Data to use:
::::::

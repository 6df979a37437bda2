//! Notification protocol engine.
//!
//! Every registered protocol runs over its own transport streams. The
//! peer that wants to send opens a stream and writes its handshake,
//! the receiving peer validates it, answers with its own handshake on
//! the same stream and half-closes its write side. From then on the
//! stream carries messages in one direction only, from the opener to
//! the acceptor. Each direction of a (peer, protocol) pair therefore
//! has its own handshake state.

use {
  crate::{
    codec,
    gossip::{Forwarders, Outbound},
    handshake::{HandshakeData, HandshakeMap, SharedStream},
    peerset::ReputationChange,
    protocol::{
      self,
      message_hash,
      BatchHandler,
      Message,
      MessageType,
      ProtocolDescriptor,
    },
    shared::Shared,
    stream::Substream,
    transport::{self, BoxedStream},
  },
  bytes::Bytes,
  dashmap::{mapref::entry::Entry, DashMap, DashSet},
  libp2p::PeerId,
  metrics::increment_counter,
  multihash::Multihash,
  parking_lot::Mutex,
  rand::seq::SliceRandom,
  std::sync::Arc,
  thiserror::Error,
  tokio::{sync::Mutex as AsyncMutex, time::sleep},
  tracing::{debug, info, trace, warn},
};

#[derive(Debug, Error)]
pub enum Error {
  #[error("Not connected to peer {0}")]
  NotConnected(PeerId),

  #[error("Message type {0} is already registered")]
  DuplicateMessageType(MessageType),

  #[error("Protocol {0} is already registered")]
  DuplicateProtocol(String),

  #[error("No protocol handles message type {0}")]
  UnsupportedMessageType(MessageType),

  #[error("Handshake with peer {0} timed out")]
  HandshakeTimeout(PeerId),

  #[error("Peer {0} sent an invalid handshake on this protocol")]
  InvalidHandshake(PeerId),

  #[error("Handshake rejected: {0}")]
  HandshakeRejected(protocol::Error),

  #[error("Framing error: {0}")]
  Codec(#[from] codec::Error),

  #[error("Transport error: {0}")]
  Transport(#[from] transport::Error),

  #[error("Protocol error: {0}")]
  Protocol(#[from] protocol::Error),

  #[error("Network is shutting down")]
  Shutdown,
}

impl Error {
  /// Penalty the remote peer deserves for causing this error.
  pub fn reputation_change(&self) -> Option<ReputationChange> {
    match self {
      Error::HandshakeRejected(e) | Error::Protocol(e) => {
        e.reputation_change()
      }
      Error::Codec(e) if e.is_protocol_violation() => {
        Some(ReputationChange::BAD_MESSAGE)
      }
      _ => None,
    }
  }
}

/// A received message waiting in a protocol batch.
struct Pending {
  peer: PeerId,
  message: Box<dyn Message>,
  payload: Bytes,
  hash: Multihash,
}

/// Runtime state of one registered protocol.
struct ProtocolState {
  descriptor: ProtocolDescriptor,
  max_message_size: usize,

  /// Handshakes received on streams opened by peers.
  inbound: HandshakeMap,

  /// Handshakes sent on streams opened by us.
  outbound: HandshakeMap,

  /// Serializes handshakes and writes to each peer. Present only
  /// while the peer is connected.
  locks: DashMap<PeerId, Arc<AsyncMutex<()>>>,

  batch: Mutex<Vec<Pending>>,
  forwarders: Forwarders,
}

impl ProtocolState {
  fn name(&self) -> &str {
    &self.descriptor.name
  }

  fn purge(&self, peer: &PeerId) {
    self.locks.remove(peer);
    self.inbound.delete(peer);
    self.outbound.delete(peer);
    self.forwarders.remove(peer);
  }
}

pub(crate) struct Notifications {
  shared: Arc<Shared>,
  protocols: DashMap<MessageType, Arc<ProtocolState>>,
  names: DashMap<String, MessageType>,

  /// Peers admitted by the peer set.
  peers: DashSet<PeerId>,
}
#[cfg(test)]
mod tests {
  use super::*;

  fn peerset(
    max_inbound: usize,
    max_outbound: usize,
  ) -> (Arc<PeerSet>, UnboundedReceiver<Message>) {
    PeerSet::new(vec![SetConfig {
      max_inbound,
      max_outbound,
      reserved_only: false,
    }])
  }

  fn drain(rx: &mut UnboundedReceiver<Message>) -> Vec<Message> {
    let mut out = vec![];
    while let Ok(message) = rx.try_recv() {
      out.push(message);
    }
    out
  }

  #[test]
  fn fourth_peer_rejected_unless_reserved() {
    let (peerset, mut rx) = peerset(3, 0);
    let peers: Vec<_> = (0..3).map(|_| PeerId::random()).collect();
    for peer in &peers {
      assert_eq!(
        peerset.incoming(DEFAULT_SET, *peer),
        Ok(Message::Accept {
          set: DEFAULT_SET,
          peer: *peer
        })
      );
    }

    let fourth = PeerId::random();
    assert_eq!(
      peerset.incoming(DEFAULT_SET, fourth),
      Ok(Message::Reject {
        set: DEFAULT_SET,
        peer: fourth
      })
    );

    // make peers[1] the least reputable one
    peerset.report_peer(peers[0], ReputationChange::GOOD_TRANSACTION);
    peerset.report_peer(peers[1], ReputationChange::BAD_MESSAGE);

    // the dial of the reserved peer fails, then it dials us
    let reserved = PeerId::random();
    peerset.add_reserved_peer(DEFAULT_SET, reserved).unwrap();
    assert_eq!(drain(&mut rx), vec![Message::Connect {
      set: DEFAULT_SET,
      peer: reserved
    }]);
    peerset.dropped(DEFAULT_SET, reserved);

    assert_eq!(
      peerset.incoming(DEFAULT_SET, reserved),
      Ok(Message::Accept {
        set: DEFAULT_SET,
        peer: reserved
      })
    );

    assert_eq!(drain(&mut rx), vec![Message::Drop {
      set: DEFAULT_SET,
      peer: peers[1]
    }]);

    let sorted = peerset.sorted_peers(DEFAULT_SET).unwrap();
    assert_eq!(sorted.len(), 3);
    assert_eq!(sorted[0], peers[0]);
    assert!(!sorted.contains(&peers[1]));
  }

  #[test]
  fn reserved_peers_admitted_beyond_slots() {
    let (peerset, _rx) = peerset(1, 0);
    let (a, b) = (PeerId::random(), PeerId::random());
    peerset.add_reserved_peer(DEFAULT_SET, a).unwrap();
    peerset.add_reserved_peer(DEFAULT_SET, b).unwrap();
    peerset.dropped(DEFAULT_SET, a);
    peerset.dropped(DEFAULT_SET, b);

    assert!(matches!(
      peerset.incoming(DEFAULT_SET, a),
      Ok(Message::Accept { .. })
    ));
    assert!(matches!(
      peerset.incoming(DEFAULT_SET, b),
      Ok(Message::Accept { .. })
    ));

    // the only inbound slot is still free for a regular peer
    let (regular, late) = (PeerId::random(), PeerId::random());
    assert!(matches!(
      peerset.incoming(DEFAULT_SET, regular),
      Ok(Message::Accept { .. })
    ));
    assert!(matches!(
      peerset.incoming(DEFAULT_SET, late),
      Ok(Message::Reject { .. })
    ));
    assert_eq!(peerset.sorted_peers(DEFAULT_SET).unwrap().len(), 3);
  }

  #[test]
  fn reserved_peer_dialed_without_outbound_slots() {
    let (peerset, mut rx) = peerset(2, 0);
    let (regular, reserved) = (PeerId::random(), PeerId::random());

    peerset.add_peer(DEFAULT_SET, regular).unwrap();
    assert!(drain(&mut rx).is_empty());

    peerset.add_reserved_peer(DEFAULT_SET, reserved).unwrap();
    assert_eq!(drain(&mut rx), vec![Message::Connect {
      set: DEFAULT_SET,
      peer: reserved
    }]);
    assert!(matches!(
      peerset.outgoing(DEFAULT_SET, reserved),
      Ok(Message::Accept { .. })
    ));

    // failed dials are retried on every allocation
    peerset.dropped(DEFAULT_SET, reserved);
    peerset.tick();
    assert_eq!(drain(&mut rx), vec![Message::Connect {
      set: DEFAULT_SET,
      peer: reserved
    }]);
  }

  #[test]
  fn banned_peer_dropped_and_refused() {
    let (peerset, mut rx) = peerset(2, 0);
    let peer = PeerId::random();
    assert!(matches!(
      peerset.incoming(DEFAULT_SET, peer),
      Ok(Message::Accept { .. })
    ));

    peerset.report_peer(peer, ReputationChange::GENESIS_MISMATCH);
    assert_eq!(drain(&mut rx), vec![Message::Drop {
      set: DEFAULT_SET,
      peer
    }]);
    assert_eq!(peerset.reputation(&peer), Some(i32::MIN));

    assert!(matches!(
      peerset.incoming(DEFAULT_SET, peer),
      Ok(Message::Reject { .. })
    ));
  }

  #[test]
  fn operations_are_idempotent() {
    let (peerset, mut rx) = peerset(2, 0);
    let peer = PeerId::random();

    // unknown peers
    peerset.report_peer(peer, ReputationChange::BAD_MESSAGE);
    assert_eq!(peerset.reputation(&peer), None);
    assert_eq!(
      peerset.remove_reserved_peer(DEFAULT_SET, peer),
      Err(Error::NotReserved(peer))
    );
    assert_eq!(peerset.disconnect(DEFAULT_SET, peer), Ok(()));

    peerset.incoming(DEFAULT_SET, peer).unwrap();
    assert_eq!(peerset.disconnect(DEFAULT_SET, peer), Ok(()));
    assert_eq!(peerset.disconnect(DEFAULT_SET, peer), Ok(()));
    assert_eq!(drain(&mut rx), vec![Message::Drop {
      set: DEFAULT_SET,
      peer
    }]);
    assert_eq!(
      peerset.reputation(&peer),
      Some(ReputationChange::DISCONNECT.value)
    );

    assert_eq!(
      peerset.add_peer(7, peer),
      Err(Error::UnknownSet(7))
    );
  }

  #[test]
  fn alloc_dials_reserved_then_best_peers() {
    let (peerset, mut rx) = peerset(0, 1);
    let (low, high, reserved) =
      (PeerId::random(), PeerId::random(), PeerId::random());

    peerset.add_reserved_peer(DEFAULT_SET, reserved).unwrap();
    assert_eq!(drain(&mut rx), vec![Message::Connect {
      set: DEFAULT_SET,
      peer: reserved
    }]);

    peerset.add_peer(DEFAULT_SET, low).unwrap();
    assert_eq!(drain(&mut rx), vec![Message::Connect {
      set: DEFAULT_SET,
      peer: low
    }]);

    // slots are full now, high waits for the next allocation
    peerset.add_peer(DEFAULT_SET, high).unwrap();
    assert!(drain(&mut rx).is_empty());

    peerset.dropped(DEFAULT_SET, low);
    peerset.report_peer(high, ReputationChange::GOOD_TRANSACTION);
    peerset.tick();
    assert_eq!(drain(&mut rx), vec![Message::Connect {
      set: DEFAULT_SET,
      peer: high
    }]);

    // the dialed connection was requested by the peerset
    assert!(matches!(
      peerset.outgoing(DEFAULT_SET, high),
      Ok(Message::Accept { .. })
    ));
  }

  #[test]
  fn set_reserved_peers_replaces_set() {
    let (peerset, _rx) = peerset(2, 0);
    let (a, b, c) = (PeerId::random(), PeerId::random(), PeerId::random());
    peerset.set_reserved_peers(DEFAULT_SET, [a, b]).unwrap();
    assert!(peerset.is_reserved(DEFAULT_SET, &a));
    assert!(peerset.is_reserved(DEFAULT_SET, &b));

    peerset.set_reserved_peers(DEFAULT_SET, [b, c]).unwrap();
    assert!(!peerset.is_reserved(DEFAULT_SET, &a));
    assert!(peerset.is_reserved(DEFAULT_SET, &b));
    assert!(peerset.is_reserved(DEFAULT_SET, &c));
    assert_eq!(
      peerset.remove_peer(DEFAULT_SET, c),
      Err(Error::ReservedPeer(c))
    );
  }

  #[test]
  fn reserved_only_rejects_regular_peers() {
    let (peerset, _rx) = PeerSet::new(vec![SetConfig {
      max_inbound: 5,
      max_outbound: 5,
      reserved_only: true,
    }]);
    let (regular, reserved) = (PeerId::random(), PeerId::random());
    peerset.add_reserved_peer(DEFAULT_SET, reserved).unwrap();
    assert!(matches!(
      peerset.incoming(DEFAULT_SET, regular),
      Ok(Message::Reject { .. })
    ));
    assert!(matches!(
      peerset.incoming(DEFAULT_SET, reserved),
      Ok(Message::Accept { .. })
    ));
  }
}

::::::

Exercise brief:
Filter the listing above for the string "None" and copy every matching line.

Solution:
      _ => None,
    assert_eq!(peerset.reputation(&peer), None);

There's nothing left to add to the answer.